───── DATA FOR REVIEW ─────
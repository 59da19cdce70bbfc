use chrono::{DateTime, FixedOffset, Offset, Utc};
use std::cell::RefCell;
use std::collections::HashMap;
use std::rc::Rc;
use tracing::debug;

use super::source::FeedSource;
use super::Article;
use crate::error::{CoinSeerError, Result};

/// RFC 3339 (Atom, and many RSS feeds in practice) first, then RFC 2822.
fn parse_timestamp(text: &str) -> Option<DateTime<FixedOffset>> {
    let text = text.trim();
    DateTime::parse_from_rfc3339(text)
        .or_else(|_| DateTime::parse_from_rfc2822(text))
        .ok()
}

/// Parses an RSS or Atom document into articles, in entry order.
///
/// Any entry without a title or without a readable timestamp fails the whole
/// document; partially parsed sources are never returned. Timestamps keep the
/// offset they were published with.
pub fn parse_articles(source: &FeedSource, document: &[u8]) -> Result<Vec<Article>> {
    // feed-rs only hands back UTC instants, so record each instant's offset on the way
    let offsets: Rc<RefCell<HashMap<DateTime<Utc>, FixedOffset>>> = Rc::default();
    let seen = Rc::clone(&offsets);
    let parser = feed_rs::parser::Builder::new()
        .timestamp_parser(move |text: &str| {
            let stamp = parse_timestamp(text)?;
            let instant = stamp.with_timezone(&Utc);
            seen.borrow_mut().insert(instant, *stamp.offset());
            Some(instant)
        })
        .build();

    let feed = parser
        .parse(document)
        .map_err(|e| CoinSeerError::source_parse(source.as_str(), e))?;
    let offsets = offsets.borrow();

    let mut articles = Vec::with_capacity(feed.entries.len());
    for (index, entry) in feed.entries.into_iter().enumerate() {
        let title = entry.title.map(|t| t.content).ok_or_else(|| {
            CoinSeerError::source_parse(source.as_str(), format!("entry {} has no title", index))
        })?;

        // Atom entries may only carry <updated>
        let instant = entry.published.or(entry.updated).ok_or_else(|| {
            CoinSeerError::source_parse(
                source.as_str(),
                format!("entry {} (\"{}\") has no valid publish date", index, title),
            )
        })?;
        let offset = offsets.get(&instant).copied().unwrap_or_else(|| Utc.fix());

        articles.push(Article {
            title,
            published_at: instant.with_timezone(&offset),
        });
    }

    debug!("Parsed {} articles from {}", articles.len(), source);
    Ok(articles)
}
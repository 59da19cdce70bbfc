use serde::{Deserialize, Serialize};
use tracing::debug;

use super::alias::{AliasTable, Currency};
use crate::feed_reader::Article;

/// One currency tagged in one article title.
#[derive(Debug, Clone, PartialEq, Eq, Serialize, Deserialize)]
pub struct Mention {
    pub currency: Currency,
    /// The article title exactly as published.
    pub text: String,
}

pub struct MentionTagger<'a> {
    table: &'a AliasTable,
}

impl<'a> MentionTagger<'a> {
    pub fn new(table: &'a AliasTable) -> Self {
        Self { table }
    }

    /// Emits one mention per currency that has any alias contained in the
    /// lower-cased title. Matching is plain substring containment, so short
    /// aliases such as "eth" also hit words like "method".
    pub fn tag_article(&self, article: &Article) -> Vec<Mention> {
        let lowered = article.title.to_lowercase();

        self.table
            .iter()
            .filter(|(_, aliases)| aliases.iter().any(|alias| lowered.contains(alias.as_str())))
            .map(|(currency, _)| Mention {
                currency,
                text: article.title.clone(),
            })
            .collect()
    }

    pub fn tag(&self, articles: &[Article]) -> Vec<Mention> {
        let mentions: Vec<Mention> = articles
            .iter()
            .flat_map(|article| self.tag_article(article))
            .collect();

        debug!("Tagged {} mentions in {} articles", mentions.len(), articles.len());
        mentions
    }
}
─────
§ **PROBLEM DESCRIPTION**
Lines with "updated" in the records above: copy every one of them.

§ **SOLUTION TO THIS EXERCISE**
        // Atom entries may only carry <updated>
        let instant = entry.published.or(entry.updated).ok_or_else(|| {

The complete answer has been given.